The plantations that dotted the landscape of the antebellum South produced the commodities that fueled the nation’s early growth. Enslaved people working in glorified labor camps picked cotton, grew indigo, harvested resin from trees for turpentine and generated additional capital in the form of their children, bought, sold and securitized on the open market. But plantations didn’t just produce goods; they produced ideas too. Enslaved laborers developed an understanding of the society in which they lived. The people who enslaved them, likewise, constructed elaborate sets of beliefs, customs and ideologies meant to justify their positions in this economic and social hierarchy. Those ideas permeated the entire South, taking deepest root in places where slavery was most entrenched.

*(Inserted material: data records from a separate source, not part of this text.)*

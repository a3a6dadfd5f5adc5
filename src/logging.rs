//! File logging. Stdout and stderr belong to the terminal UI, so all
//! tracing output goes to `{cache_dir}/promptline/promptline.log`.
//!
//! Logging is optional: when the directory is unusable the client starts
//! anyway, after a single warning on stderr.

use std::path::{Path, PathBuf};

use anyhow::{anyhow, Result};
use tracing_appender::non_blocking::{NonBlocking, WorkerGuard};
use tracing_appender::rolling::{RollingFileAppender, Rotation};
use tracing_subscriber::EnvFilter;

const LOG_FILE: &str = "promptline.log";

pub fn log_dir() -> Result<PathBuf> {
    let cache_dir = dirs::cache_dir().ok_or_else(|| anyhow!("Could not determine cache directory"))?;
    Ok(cache_dir.join("promptline"))
}

/// Install the global subscriber writing under the default log directory.
/// Keep the returned guard alive until exit so buffered lines are flushed.
pub fn init(verbose: bool) -> Option<WorkerGuard> {
    match log_dir() {
        Ok(dir) => init_at(&dir, verbose),
        Err(e) => {
            eprintln!("promptline: file logging disabled: {:#}", e);
            None
        }
    }
}

/// Like [`init`], writing under `dir`. Returns `None` without touching the
/// global subscriber if the log file cannot be opened.
pub fn init_at(dir: &Path, verbose: bool) -> Option<WorkerGuard> {
    let (writer, guard) = match file_writer(dir) {
        Ok(pair) => pair,
        Err(e) => {
            eprintln!("promptline: file logging disabled: {:#}", e);
            return None;
        }
    };

    let default_level = if verbose { "debug" } else { "info" };
    let env_filter = EnvFilter::try_from_default_env()
        .unwrap_or_else(|_| EnvFilter::new(format!("promptline={}", default_level)));

    if let Err(e) = tracing_subscriber::fmt()
        .with_env_filter(env_filter)
        .with_writer(writer)
        .with_ansi(false)
        .try_init()
    {
        eprintln!("promptline: failed to initialize logging: {}", e);
        return None;
    }

    Some(guard)
}

fn file_writer(dir: &Path) -> Result<(NonBlocking, WorkerGuard)> {
    std::fs::create_dir_all(dir)
        .map_err(|e| anyhow!("cannot create log directory {}: {}", dir.display(), e))?;

    let appender = RollingFileAppender::builder()
        .rotation(Rotation::NEVER)
        .filename_prefix(LOG_FILE)
        .build(dir)?;

    Ok(tracing_appender::non_blocking(appender))
}
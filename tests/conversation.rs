//! End-to-end submissions against a mock generation endpoint.

use std::sync::Arc;
use std::time::Duration;

use promptline::{
    ChatMessage, GenerateClient, GenerationOptions, Session, SubmissionController, SubmitOutcome,
    FALLBACK_MESSAGE,
};
use wiremock::matchers::{body_json, method, path};
use wiremock::{Mock, MockServer, ResponseTemplate};

async fn converse(server: &MockServer, input: &str, timeout: Duration) -> (Session, SubmitOutcome) {
    let client = GenerateClient::new(&server.uri(), timeout).unwrap();
    let (controller, mut completions) =
        SubmissionController::new(Arc::new(client), GenerationOptions::default());
    let mut session = Session::new();

    let outcome = controller.submit(&mut session, input);
    if outcome == SubmitOutcome::Accepted {
        assert!(session.is_pending());
        let completion = completions.recv().await.unwrap();
        controller.resolve(&mut session, completion);
    }

    (session, outcome)
}

#[tokio::test]
async fn test_reply_is_appended_after_prompt() {
    let server = MockServer::start().await;
    Mock::given(method("POST"))
        .and(path("/generate"))
        .and(body_json(serde_json::json!({
            "prompt": "Hello",
            "max_length": 1000,
            "temperature": 0.7,
        })))
        .respond_with(ResponseTemplate::new(200).set_body_json(serde_json::json!({ "response": "Hi there" })))
        .expect(1)
        .mount(&server)
        .await;

    let (session, _) = converse(&server, "Hello", Duration::from_secs(5)).await;

    assert_eq!(
        session.transcript().messages(),
        &[ChatMessage::user("Hello"), ChatMessage::assistant("Hi there")]
    );
    assert!(!session.is_pending());
}

#[tokio::test]
async fn test_server_error_becomes_fallback_message() {
    let server = MockServer::start().await;
    Mock::given(method("POST"))
        .and(path("/generate"))
        .respond_with(ResponseTemplate::new(500))
        .mount(&server)
        .await;

    let (session, _) = converse(&server, "Hello", Duration::from_secs(5)).await;

    assert_eq!(
        session.transcript().messages(),
        &[ChatMessage::user("Hello"), ChatMessage::assistant(FALLBACK_MESSAGE)]
    );
    assert!(!session.is_pending());
}

#[tokio::test]
async fn test_empty_prompt_sends_nothing() {
    let server = MockServer::start().await;
    Mock::given(method("POST"))
        .respond_with(ResponseTemplate::new(200))
        .expect(0)
        .mount(&server)
        .await;

    let (session, outcome) = converse(&server, "", Duration::from_secs(5)).await;

    assert_eq!(outcome, SubmitOutcome::Empty);
    assert!(session.transcript().is_empty());
}

#[tokio::test]
async fn test_missing_response_field_becomes_fallback_message() {
    let server = MockServer::start().await;
    Mock::given(method("POST"))
        .and(path("/generate"))
        .respond_with(ResponseTemplate::new(200).set_body_json(serde_json::json!({ "foo": "bar" })))
        .mount(&server)
        .await;

    let (session, _) = converse(&server, "Hello", Duration::from_secs(5)).await;

    assert_eq!(session.transcript().len(), 2);
    assert_eq!(
        session.transcript().get(1),
        Some(&ChatMessage::assistant(FALLBACK_MESSAGE))
    );
}

#[tokio::test]
async fn test_timeout_becomes_fallback_message() {
    let server = MockServer::start().await;
    Mock::given(method("POST"))
        .and(path("/generate"))
        .respond_with(
            ResponseTemplate::new(200)
                .set_body_json(serde_json::json!({ "response": "too late" }))
                .set_delay(Duration::from_secs(2)),
        )
        .mount(&server)
        .await;

    let (session, _) = converse(&server, "Hello", Duration::from_millis(200)).await;

    assert_eq!(
        session.transcript().last(),
        Some(&ChatMessage::assistant(FALLBACK_MESSAGE))
    );
    assert!(!session.is_pending());
}
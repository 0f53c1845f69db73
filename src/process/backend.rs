// src/process/backend.rs

//! Pluggable process backend abstraction.
//!
//! The supervision loop talks to a `ProcessBackend` instead of calling
//! `tokio::process` directly. This makes it easy to swap in a scripted fake
//! in tests while keeping the production implementation in [`spawn`] and
//! [`attach`].
//!
//! [`spawn`]: super::spawn
//! [`attach`]: super::attach

use std::io;

use super::command_line::CommandLine;
use super::target::TargetProcess;

/// Trait abstracting how target processes are created or opened.
///
/// Production code uses [`RealProcessBackend`]; tests can provide their own
/// implementation that doesn't touch real processes.
pub trait ProcessBackend: Send {
    /// Open a handle to an existing process (wait + limited query rights).
    fn open(&mut self, pid: u32) -> io::Result<Box<dyn TargetProcess>>;

    /// Create a new process from the command line.
    fn spawn(&mut self, command: &CommandLine) -> io::Result<Box<dyn TargetProcess>>;
}

/// Real process backend used in production.
#[derive(Debug, Clone, Copy, Default)]
pub struct RealProcessBackend;

impl RealProcessBackend {
    pub fn new() -> Self {
        Self
    }
}

impl ProcessBackend for RealProcessBackend {
    fn open(&mut self, pid: u32) -> io::Result<Box<dyn TargetProcess>> {
        super::attach::open_process(pid)
    }

    fn spawn(&mut self, command: &CommandLine) -> io::Result<Box<dyn TargetProcess>> {
        let target = super::spawn::spawn_process(command)?;
        Ok(Box::new(target))
    }
}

South Carolina was a paradigmatic slave state. Although the majority of enslavers resided in the “low country,” with its large rice and cotton plantations, nearly the entire state participated in plantation agriculture and the slave economy. By 1820 most South Carolinians were enslaved Africans. By midcentury, the historian Manisha Sinha notes in “The Counterrevolution of Slavery,” it was the first Southern state where a majority of the white population held slaves.
Not surprisingly, enslavers dominated the state’s political class. “Carolinian rice aristocrats and the cotton planters from the hinterland,” Sinha writes, “formed an intersectional ruling class, bound together by kinship, economic, political and cultural ties.” The government they built was the most undemocratic in the Union. The slave-rich districts of the coasts enjoyed nearly as much representation in the Legislature as more populous regions in the interior of the state. Statewide office was restricted to wealthy property owners. To even qualify for the governorship, you needed a large, debt-free estate. Rich enslavers were essentially the only people who could participate in the highest levels of government. To the extent that there were popular elections, they were for the lowest levels of government, because the State Legislature tended to decide most high-level offices.

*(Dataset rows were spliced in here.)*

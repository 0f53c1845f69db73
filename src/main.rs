// src/main.rs

use procrunner::cli::{self, Invocation, USAGE};
use procrunner::{config, logging, run};

#[tokio::main]
async fn main() {
    if let Err(err) = run_main().await {
        eprintln!("procrunner error: {err}");
        std::process::exit(1);
    }
}

async fn run_main() -> anyhow::Result<()> {
    let args = cli::parse();

    let request = match args.invocation()? {
        Invocation::Usage => {
            println!("{USAGE}");
            return Ok(());
        }
        Invocation::Run(request) => request,
    };

    let cfg = config::load_optional(args.config.as_deref())?;
    logging::init_logging(args.log_level, cfg.log_level())?;

    run(request, cfg).await?;
    Ok(())
}
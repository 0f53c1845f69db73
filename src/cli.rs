// src/cli.rs

//! CLI argument parsing using `clap`.
//!
//! The positional surface is intentionally loose (`clap` accepts any number
//! of positionals) so that a wrong argument count prints the usage text and
//! exits successfully instead of producing a clap error.

use std::path::PathBuf;

use clap::{Parser, ValueEnum};

use crate::errors::{Result, RunnerError};

/// Usage line printed when the positional arguments don't fit.
pub const USAGE: &str =
    "Usage: procrunner \"command line to run\" [optional process id to attach to initially]";

/// Command-line arguments for `procrunner`.
#[derive(Debug, Clone, Parser)]
#[command(
    name = "procrunner",
    version,
    about = "Keep a single process running, restarting it whenever it exits.",
    long_about = None
)]
pub struct CliArgs {
    /// Command line of the process to supervise.
    #[arg(value_name = "COMMAND", allow_hyphen_values = true)]
    pub command: Option<String>,

    /// Process id of an already running instance to attach to first.
    #[arg(value_name = "PID", allow_hyphen_values = true)]
    pub process_id: Option<String>,

    #[arg(hide = true, allow_hyphen_values = true)]
    pub extra: Vec<String>,

    /// Path to an optional config file (TOML).
    #[arg(long, value_name = "PATH", env = "PROCRUNNER_CONFIG")]
    pub config: Option<PathBuf>,

    /// Logging level (error, warn, info, debug, trace).
    ///
    /// If omitted, `PROCRUNNER_LOG`, then the config file, then `info`.
    #[arg(long, value_enum, value_name = "LEVEL")]
    pub log_level: Option<LogLevel>,
}

/// Log level as exposed on the CLI.
#[derive(Debug, Copy, Clone, PartialEq, Eq, ValueEnum)]
pub enum LogLevel {
    Error,
    Warn,
    Info,
    Debug,
    Trace,
}

/// What the binary should do with the given arguments.
#[derive(Debug, Clone, PartialEq, Eq)]
pub enum Invocation {
    /// Print [`USAGE`] and exit successfully.
    Usage,
    Run(RunRequest),
}

#[derive(Debug, Clone, PartialEq, Eq)]
pub struct RunRequest {
    pub command_line: String,
    pub attach_pid: Option<u32>,
}

impl CliArgs {
    /// Resolve the positionals into an [`Invocation`].
    ///
    /// The process id is validated here, before anything is opened.
    pub fn invocation(&self) -> Result<Invocation> {
        if !self.extra.is_empty() {
            return Ok(Invocation::Usage);
        }

        let Some(command_line) = self.command.clone() else {
            return Ok(Invocation::Usage);
        };

        let attach_pid = self
            .process_id
            .as_deref()
            .map(parse_process_id)
            .transpose()?;

        Ok(Invocation::Run(RunRequest {
            command_line,
            attach_pid,
        }))
    }
}

/// Parse a process id argument.
///
/// The whole string must be base-10 digits; signs, whitespace and trailing
/// characters are rejected.
pub fn parse_process_id(raw: &str) -> Result<u32> {
    if raw.is_empty() || !raw.bytes().all(|b| b.is_ascii_digit()) {
        return Err(RunnerError::InvalidProcessId(raw.to_string()));
    }
    raw.parse::<u32>()
        .map_err(|_| RunnerError::InvalidProcessId(raw.to_string()))
}

/// Convenience wrapper around `CliArgs::parse()`.
pub fn parse() -> CliArgs {
    CliArgs::parse()
}
// src/supervisor/context.rs

//! Shared state between the supervision loop and the shutdown coordinator.
//!
//! Two `watch` channels carry everything the two sides ever exchange:
//!
//! - `running`: the continuation flag. Starts `true`, flips to `false` once
//!   and never back. The flip doubles as the ShutdownRequest signal.
//! - `completed`: the ShutdownComplete signal, set by the loop on exit.
//!
//! Both are level-triggered: a waiter that shows up after the signal fired
//! returns immediately.

use std::sync::Arc;
use std::time::Duration;

use tokio::sync::watch;

#[derive(Debug)]
pub struct SupervisorContext {
    running: watch::Sender<bool>,
    completed: watch::Sender<bool>,
}

impl SupervisorContext {
    pub fn new() -> Self {
        let (running, _) = watch::channel(true);
        let (completed, _) = watch::channel(false);
        Self { running, completed }
    }

    pub fn shared() -> Arc<Self> {
        Arc::new(Self::new())
    }

    /// The continuation flag.
    pub fn is_running(&self) -> bool {
        *self.running.borrow()
    }

    /// Clear the continuation flag and wake everyone waiting in
    /// [`shutdown_requested`](Self::shutdown_requested).
    ///
    /// Returns `true` only for the call that performed the transition.
    pub fn request_shutdown(&self) -> bool {
        self.running.send_if_modified(|running| {
            if *running {
                *running = false;
                true
            } else {
                false
            }
        })
    }

    /// Resolve once shutdown has been requested.
    pub async fn shutdown_requested(&self) {
        let mut rx = self.running.subscribe();
        // The sender lives in `self`, so this can't observe a closed channel.
        let _ = rx.wait_for(|running| !*running).await;
    }

    /// Signal ShutdownComplete.
    pub fn signal_complete(&self) {
        self.completed.send_replace(true);
    }

    pub fn is_complete(&self) -> bool {
        *self.completed.borrow()
    }

    /// Wait for ShutdownComplete for at most `grace`.
    ///
    /// Returns whether completion was observed in time.
    pub async fn wait_complete(&self, grace: Duration) -> bool {
        let mut rx = self.completed.subscribe();
        matches!(
            tokio::time::timeout(grace, rx.wait_for(|done| *done)).await,
            Ok(Ok(_))
        )
    }
}

impl Default for SupervisorContext {
    fn default() -> Self {
        Self::new()
    }
}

But immense power at home could not compensate for declining power in national politics. The growth of the free Northwest threatened Southern dominance in Congress. And the slaveholding planter class would witness the rise of an organized movement to stop the expansion of slavery and curb the power enslavers held over key institutions like the Senate and the Supreme Court.
Out of this atmosphere of fear and insecurity came a number of thinkers and politicians who set their minds to protecting South Carolina and the rest of the slaveholding South from a hostile North. Arguably the most prominent and accomplished of these planter-politicians was John C. Calhoun. Vice president under John Quincy Adams and Andrew Jackson, secretary of state under John Tyler and eventually a United States senator representing the state, Calhoun was a deep believer in the system of slavery — which he called a “positive good” that “forms the most solid and durable foundation on which to rear free and stable institutions”— and a committed advocate for the slave-owning planter class. He was an astute politician, but he made his most important mark as a theoretician of reaction: a man who, realizing that democracy could not protect slavery in perpetuity, set out to limit democracy.

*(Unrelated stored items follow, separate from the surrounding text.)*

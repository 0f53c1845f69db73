// src/config/validate.rs

use crate::config::model::{ConfigFile, RawConfigFile};
use crate::errors::{Result, RunnerError};
use crate::logging::parse_level_str;

/// Upper bound for `restart_delay_ms` (one day).
pub const MAX_RESTART_DELAY_MS: u64 = 24 * 60 * 60 * 1000;

impl TryFrom<RawConfigFile> for ConfigFile {
    type Error = crate::errors::RunnerError;

    fn try_from(raw: RawConfigFile) -> std::result::Result<Self, Self::Error> {
        validate_config(&raw)?;
        Ok(ConfigFile::new_unchecked(raw.supervisor, raw.logging))
    }
}

pub fn validate_config(cfg: &RawConfigFile) -> Result<()> {
    validate_supervisor(cfg)?;
    validate_logging(cfg)?;
    Ok(())
}

fn validate_supervisor(cfg: &RawConfigFile) -> Result<()> {
    if cfg.supervisor.grace_period_ms == 0 {
        return Err(RunnerError::Config(
            "[supervisor].grace_period_ms must be >= 1 (got 0)".to_string(),
        ));
    }

    if cfg.supervisor.restart_delay_ms > MAX_RESTART_DELAY_MS {
        return Err(RunnerError::Config(format!(
            "[supervisor].restart_delay_ms must be <= {} (got {})",
            MAX_RESTART_DELAY_MS, cfg.supervisor.restart_delay_ms
        )));
    }

    Ok(())
}

fn validate_logging(cfg: &RawConfigFile) -> Result<()> {
    if let Some(ref level) = cfg.logging.level {
        if parse_level_str(level).is_none() {
            return Err(RunnerError::Config(format!(
                "[logging].level '{}' is not one of error, warn, info, debug, trace",
                level
            )));
        }
    }
    Ok(())
}
// src/supervisor/mod.rs

//! Supervision core for procrunner.
//!
//! This module ties together:
//! - the supervision loop ([`runner`]): attach-or-spawn, the dual wait on
//!   "target exited" / "shutdown requested", and the restart delay
//! - the shutdown coordinator ([`coordinator`]): reacts to host
//!   interrupt/close notifications
//! - the shared state between them ([`context`])
//!
//! The loop and the coordinator never call each other; everything flows
//! through the `SupervisorContext`.

use std::time::Duration;

use crate::config::ConfigFile;
use crate::process::CommandLine;

pub mod context;
pub mod coordinator;
pub mod runner;

pub use context::SupervisorContext;
pub use coordinator::{GraceOutcome, Notification, ShutdownCoordinator, coordinate};
pub use runner::Supervisor;

/// Why the supervision wait returned.
#[derive(Debug, Clone, Copy, PartialEq, Eq)]
pub enum WakeReason {
    TargetExited,
    ShutdownRequested,
}

/// Static inputs of the supervision loop.
#[derive(Debug, Clone)]
pub struct SupervisorOptions {
    pub command: CommandLine,
    /// Attach to this pid on the first iteration instead of spawning.
    pub attach_pid: Option<u32>,
    pub restart_delay: Duration,
}

impl SupervisorOptions {
    pub fn new(command: CommandLine, attach_pid: Option<u32>, cfg: &ConfigFile) -> Self {
        Self {
            command,
            attach_pid,
            restart_delay: cfg.restart_delay(),
        }
    }
}
// src/config/mod.rs

//! Configuration loading and validation for procrunner.
//!
//! Responsibilities:
//! - Define the TOML-backed data model (`model.rs`).
//! - Load a config file from disk (`loader.rs`).
//! - Validate value ranges (`validate.rs`).
//!
//! The config file is optional; without one every value has its default.

pub mod loader;
pub mod model;
pub mod validate;

pub use loader::{load_and_validate, load_from_path, load_optional};
pub use model::{ConfigFile, LoggingSection, RawConfigFile, SupervisorSection};
pub use validate::validate_config;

Calhoun popularized the concept of “nullification”: the theory that any state subject to federal law was entitled to invalidate it. He first advanced the idea in an anonymous letter, written when he was vice president, protesting the Tariff of 1828, which sought to protect Northern industry and agriculture from foreign competitors. Calhoun condemned it as an unconstitutional piece of regional favoritism.
The South may have been part of the pro-Andrew Jackson majorities in Congress, but that wasn’t enough for Calhoun, who wanted absolute security for the region and its economic interests. Demographic and political change doomed it to be a “permanent minority”: “Our geographical position, our industry, pursuits and institutions are all peculiar.” Against a domineering North, he argued, “representation affords not the slightest protection.”
“It is, indeed, high time for the people of the South to be roused to a sense of impending calamities — on an early and full knowledge of which their safety depends,” Calhoun wrote in an 1831 report to the South Carolina Legislature. “It is time that they should see and feel that ... they are in a permanent and hopeless minority on the great and vital connected questions.”
His solution lay in the states. To Calhoun, there was no “union” per se. Instead, the United States was simply a compact among sovereigns with distinct, and often competing, sectional interests. This compact could only survive if all sides had equal say on the meaning of the Constitution and the shape and structure of the law. Individual states, Calhoun thought, should be able to veto federal laws if they thought the federal government was favoring one state or section over another. The union could only act with the assent of the entire whole — what Calhoun called “the concurrent majority” — as opposed to the Madisonian idea of rule by numerical majority, albeit mediated by compromise and consensus.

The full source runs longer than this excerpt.